--- The input ---
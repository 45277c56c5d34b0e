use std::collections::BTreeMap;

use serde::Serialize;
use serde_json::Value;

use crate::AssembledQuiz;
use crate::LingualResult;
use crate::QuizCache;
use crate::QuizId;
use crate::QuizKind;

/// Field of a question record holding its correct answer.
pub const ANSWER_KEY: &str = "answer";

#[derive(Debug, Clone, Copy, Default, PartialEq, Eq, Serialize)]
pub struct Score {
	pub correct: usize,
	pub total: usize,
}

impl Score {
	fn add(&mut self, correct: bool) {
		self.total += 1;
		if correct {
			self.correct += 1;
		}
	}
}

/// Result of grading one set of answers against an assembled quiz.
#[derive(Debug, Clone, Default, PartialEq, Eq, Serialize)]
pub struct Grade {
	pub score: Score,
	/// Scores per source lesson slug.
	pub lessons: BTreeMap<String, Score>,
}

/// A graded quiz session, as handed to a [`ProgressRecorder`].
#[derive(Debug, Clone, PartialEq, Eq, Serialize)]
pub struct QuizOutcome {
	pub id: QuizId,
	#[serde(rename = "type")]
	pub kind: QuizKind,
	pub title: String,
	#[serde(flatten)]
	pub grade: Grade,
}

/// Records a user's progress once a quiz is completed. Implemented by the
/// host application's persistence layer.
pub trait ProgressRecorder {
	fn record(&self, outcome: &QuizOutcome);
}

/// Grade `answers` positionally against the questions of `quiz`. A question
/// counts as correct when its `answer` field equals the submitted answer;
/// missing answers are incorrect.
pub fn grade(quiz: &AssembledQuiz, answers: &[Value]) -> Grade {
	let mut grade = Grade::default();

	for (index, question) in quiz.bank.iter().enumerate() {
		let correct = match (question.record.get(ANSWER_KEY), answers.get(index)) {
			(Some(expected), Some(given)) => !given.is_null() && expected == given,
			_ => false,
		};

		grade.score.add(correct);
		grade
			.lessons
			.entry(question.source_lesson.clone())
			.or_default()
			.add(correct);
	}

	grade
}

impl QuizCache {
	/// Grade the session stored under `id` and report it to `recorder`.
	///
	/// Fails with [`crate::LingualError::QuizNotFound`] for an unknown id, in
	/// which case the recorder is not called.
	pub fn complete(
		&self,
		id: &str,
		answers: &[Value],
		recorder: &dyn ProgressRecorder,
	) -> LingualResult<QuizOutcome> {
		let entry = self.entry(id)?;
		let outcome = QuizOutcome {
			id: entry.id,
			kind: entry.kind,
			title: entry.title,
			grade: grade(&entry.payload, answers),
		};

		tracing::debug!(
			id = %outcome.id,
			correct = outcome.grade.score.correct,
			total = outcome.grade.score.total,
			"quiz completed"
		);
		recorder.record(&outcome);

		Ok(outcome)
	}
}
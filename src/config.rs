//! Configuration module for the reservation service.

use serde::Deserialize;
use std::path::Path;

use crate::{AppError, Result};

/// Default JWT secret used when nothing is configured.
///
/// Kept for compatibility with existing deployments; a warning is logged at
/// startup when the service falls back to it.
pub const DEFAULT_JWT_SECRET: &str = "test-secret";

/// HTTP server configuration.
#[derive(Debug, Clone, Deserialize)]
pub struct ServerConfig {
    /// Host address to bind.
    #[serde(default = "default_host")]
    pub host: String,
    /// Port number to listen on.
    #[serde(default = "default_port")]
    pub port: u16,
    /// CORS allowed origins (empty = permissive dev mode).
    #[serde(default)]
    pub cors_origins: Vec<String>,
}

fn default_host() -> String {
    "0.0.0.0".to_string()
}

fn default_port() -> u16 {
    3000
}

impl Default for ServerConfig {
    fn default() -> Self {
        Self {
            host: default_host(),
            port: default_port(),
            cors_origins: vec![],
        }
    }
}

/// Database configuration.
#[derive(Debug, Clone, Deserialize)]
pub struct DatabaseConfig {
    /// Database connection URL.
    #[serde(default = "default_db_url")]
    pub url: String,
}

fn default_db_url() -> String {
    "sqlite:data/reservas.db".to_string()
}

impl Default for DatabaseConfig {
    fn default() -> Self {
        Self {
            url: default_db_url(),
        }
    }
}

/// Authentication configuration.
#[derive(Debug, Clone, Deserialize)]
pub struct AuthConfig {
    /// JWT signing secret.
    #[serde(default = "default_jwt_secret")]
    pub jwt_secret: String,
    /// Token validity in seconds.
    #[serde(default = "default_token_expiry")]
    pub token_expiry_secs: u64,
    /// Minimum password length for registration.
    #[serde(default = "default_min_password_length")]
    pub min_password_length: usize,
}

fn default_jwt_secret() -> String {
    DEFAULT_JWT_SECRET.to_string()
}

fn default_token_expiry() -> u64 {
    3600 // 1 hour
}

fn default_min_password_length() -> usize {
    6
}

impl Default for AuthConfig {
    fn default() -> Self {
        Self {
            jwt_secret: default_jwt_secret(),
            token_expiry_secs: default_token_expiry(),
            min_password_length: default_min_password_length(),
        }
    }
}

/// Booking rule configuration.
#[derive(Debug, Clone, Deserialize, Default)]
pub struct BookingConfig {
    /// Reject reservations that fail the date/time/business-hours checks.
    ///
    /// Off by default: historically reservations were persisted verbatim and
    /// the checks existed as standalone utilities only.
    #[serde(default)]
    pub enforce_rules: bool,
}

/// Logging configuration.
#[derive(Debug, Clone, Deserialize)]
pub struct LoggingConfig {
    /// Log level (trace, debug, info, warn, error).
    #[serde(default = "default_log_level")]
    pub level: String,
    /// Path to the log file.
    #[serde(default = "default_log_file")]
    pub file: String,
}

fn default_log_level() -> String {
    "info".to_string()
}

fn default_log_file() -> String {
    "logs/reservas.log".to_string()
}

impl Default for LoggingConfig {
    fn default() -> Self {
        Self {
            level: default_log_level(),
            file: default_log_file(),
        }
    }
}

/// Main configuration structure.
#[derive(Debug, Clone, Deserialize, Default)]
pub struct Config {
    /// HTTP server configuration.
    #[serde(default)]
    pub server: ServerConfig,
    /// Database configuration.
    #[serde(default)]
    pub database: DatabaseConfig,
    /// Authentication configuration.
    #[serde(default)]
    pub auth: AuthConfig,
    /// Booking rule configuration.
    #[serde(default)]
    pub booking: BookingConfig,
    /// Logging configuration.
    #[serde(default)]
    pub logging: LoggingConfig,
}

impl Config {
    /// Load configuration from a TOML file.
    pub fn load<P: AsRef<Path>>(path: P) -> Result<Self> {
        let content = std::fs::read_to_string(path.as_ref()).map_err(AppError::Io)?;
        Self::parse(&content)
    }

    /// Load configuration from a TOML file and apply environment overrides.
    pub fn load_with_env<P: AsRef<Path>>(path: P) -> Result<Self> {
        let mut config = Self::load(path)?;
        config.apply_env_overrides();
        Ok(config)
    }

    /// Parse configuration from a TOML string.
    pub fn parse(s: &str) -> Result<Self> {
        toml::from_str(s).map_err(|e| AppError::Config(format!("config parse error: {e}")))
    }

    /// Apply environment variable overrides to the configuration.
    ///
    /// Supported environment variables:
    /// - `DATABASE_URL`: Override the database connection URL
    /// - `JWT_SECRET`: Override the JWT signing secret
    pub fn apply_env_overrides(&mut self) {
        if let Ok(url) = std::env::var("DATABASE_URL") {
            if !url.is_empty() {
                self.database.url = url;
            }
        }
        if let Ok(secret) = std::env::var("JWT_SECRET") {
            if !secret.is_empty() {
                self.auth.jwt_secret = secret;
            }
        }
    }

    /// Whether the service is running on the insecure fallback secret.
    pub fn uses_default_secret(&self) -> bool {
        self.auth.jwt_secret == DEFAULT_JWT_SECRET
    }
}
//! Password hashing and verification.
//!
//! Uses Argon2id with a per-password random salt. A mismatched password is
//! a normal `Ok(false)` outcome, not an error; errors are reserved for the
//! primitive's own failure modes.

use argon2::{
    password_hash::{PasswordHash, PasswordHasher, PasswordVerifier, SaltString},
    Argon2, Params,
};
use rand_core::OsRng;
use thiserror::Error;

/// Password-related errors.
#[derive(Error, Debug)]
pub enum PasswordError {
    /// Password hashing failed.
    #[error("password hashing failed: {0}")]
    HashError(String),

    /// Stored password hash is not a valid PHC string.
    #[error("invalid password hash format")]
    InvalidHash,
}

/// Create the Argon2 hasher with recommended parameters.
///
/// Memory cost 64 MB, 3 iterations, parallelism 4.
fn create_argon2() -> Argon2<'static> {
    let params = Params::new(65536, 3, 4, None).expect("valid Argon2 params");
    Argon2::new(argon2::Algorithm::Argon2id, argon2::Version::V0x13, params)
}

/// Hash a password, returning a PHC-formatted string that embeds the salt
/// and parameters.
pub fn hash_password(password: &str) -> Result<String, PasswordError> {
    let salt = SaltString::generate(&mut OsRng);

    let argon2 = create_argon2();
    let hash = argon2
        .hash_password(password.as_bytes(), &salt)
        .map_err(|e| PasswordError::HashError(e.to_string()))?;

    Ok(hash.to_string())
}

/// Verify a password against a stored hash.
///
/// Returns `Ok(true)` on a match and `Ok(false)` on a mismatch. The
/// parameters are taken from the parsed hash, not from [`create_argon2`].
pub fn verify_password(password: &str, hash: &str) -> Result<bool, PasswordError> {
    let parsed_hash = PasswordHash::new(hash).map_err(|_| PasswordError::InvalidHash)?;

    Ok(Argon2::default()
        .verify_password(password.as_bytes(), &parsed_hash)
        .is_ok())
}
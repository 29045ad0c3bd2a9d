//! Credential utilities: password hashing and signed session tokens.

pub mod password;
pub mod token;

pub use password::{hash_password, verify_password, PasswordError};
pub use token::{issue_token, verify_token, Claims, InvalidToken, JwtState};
---
# What the exercise asks
The lines from the first of the entries through the line holding "self.total += 1;" are to be restated word for word, and no others.

# Output of the exercise
repository 45277c56c5d34b0e
use std::collections::BTreeMap;

use serde::Serialize;
use serde_json::Value;

use crate::AssembledQuiz;
use crate::LingualResult;
use crate::QuizCache;
use crate::QuizId;
use crate::QuizKind;

/// Field of a question record holding its correct answer.
pub const ANSWER_KEY: &str = "answer";

#[derive(Debug, Clone, Copy, Default, PartialEq, Eq, Serialize)]
pub struct Score {
	pub correct: usize,
	pub total: usize,
}

impl Score {
	fn add(&mut self, correct: bool) {
		self.total += 1;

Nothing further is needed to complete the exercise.